Problem description - Transcribe each record below character for character.
==========
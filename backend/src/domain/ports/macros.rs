//! Helper macro generating port error enums with snake_case constructors.
//!
//! Each variant gets a constructor named after it (`Connection` becomes
//! `connection(..)`) whose `String` fields accept anything `Into<String>`.

macro_rules! define_port_error {
    (@ctor $variant:ident) => {
        ::paste::paste! {
            pub fn [<$variant:snake>]() -> Self {
                Self::$variant
            }
        }
    };

    (@ctor $variant:ident { $($field:ident : $ty:ty),* $(,)? }) => {
        define_port_error!(@ctor_impl $variant () () $( $field : $ty, )*);
    };

    (@ctor_impl $variant:ident ($($params:tt)*) ($($inits:tt)*) ) => {
        ::paste::paste! {
            pub fn [<$variant:snake>]($($params)*) -> Self {
                Self::$variant { $($inits)* }
            }
        }
    };

    (@ctor_impl $variant:ident ($($params:tt)*) ($($inits:tt)*) $field:ident : $ty:ty, $($rest:tt)*) => {
        define_port_error!(
            @ctor_impl
            $variant
            ($($params)* $field: impl Into<$ty>,)
            ($($inits)* $field: $field.into(),)
            $($rest)*
        );
    };
    (
        $(#[$outer:meta])*
        pub enum $name:ident {
            $(
                $(#[$variant_meta:meta])*
                $variant:ident $( { $($field:ident : $ty:ty),* $(,)? } )? => $message:expr
            ),* $(,)?
        }
    ) => {
        $(#[$outer])*
        #[derive(Debug, Clone, PartialEq, Eq, thiserror::Error)]
        pub enum $name {
            $(
                $(#[$variant_meta])*
                #[error($message)]
                $variant $( { $($field : $ty),* } )?,
            )*
        }

        impl $name {
            $(
                define_port_error!(@ctor $variant $( { $($field : $ty),* } )?);
            )*
        }
    };
}

pub(crate) use define_port_error;

#[cfg(test)]
mod tests {
    define_port_error! {
        pub enum ProbeError {
            Offline { message: String } => "store offline: {message}",
            MissingRow { id: i64 } => "row {id} missing",
            Gone => "gone",
        }
    }

    #[test]
    fn string_fields_accept_str() {
        assert_eq!(ProbeError::offline("reset").to_string(), "store offline: reset");
    }

    #[test]
    fn non_string_fields_keep_their_type() {
        assert_eq!(ProbeError::missing_row(42_i64), ProbeError::MissingRow { id: 42 });
    }

    #[test]
    fn unit_variants_get_constructors() {
        assert_eq!(ProbeError::gone().to_string(), "gone");
    }
}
==========
Answer box -
filename backend/src/domain/ports/macros.rs
//! Helper macro generating port error enums with snake_case constructors.
//!
//! Each variant gets a constructor named after it (`Connection` becomes
//! `connection(..)`) whose `String` fields accept anything `Into<String>`.

macro_rules! define_port_error {
    (@ctor $variant:ident) => {
        ::paste::paste! {
            pub fn [<$variant:snake>]() -> Self {
                Self::$variant
            }
        }
    };

    (@ctor $variant:ident { $($field:ident : $ty:ty),* $(,)? }) => {
        define_port_error!(@ctor_impl $variant () () $( $field : $ty, )*);
    };

    (@ctor_impl $variant:ident ($($params:tt)*) ($($inits:tt)*) ) => {
        ::paste::paste! {
            pub fn [<$variant:snake>]($($params)*) -> Self {
                Self::$variant { $($inits)* }
            }
        }
    };

    (@ctor_impl $variant:ident ($($params:tt)*) ($($inits:tt)*) $field:ident : $ty:ty, $($rest:tt)*) => {
        define_port_error!(
            @ctor_impl
            $variant
            ($($params)* $field: impl Into<$ty>,)
            ($($inits)* $field: $field.into(),)
            $($rest)*
        );
    };
    (
        $(#[$outer:meta])*
        pub enum $name:ident {
            $(
                $(#[$variant_meta:meta])*
                $variant:ident $( { $($field:ident : $ty:ty),* $(,)? } )? => $message:expr
            ),* $(,)?
        }
    ) => {
        $(#[$outer])*
        #[derive(Debug, Clone, PartialEq, Eq, thiserror::Error)]
        pub enum $name {
            $(
                $(#[$variant_meta])*
                #[error($message)]
                $variant $( { $($field : $ty),* } )?,
            )*
        }

        impl $name {
            $(
                define_port_error!(@ctor $variant $( { $($field : $ty),* } )?);
            )*
        }
    };
}

pub(crate) use define_port_error;

#[cfg(test)]
mod tests {
    define_port_error! {
        pub enum ProbeError {
            Offline { message: String } => "store offline: {message}",
            MissingRow { id: i64 } => "row {id} missing",
            Gone => "gone",
        }
    }

    #[test]
    fn string_fields_accept_str() {
        assert_eq!(ProbeError::offline("reset").to_string(), "store offline: reset");
    }

    #[test]
    fn non_string_fields_keep_their_type() {
        assert_eq!(ProbeError::missing_row(42_i64), ProbeError::MissingRow { id: 42 });
    }

    #[test]
    fn unit_variants_get_constructors() {
        assert_eq!(ProbeError::gone().to_string(), "gone");
    }
}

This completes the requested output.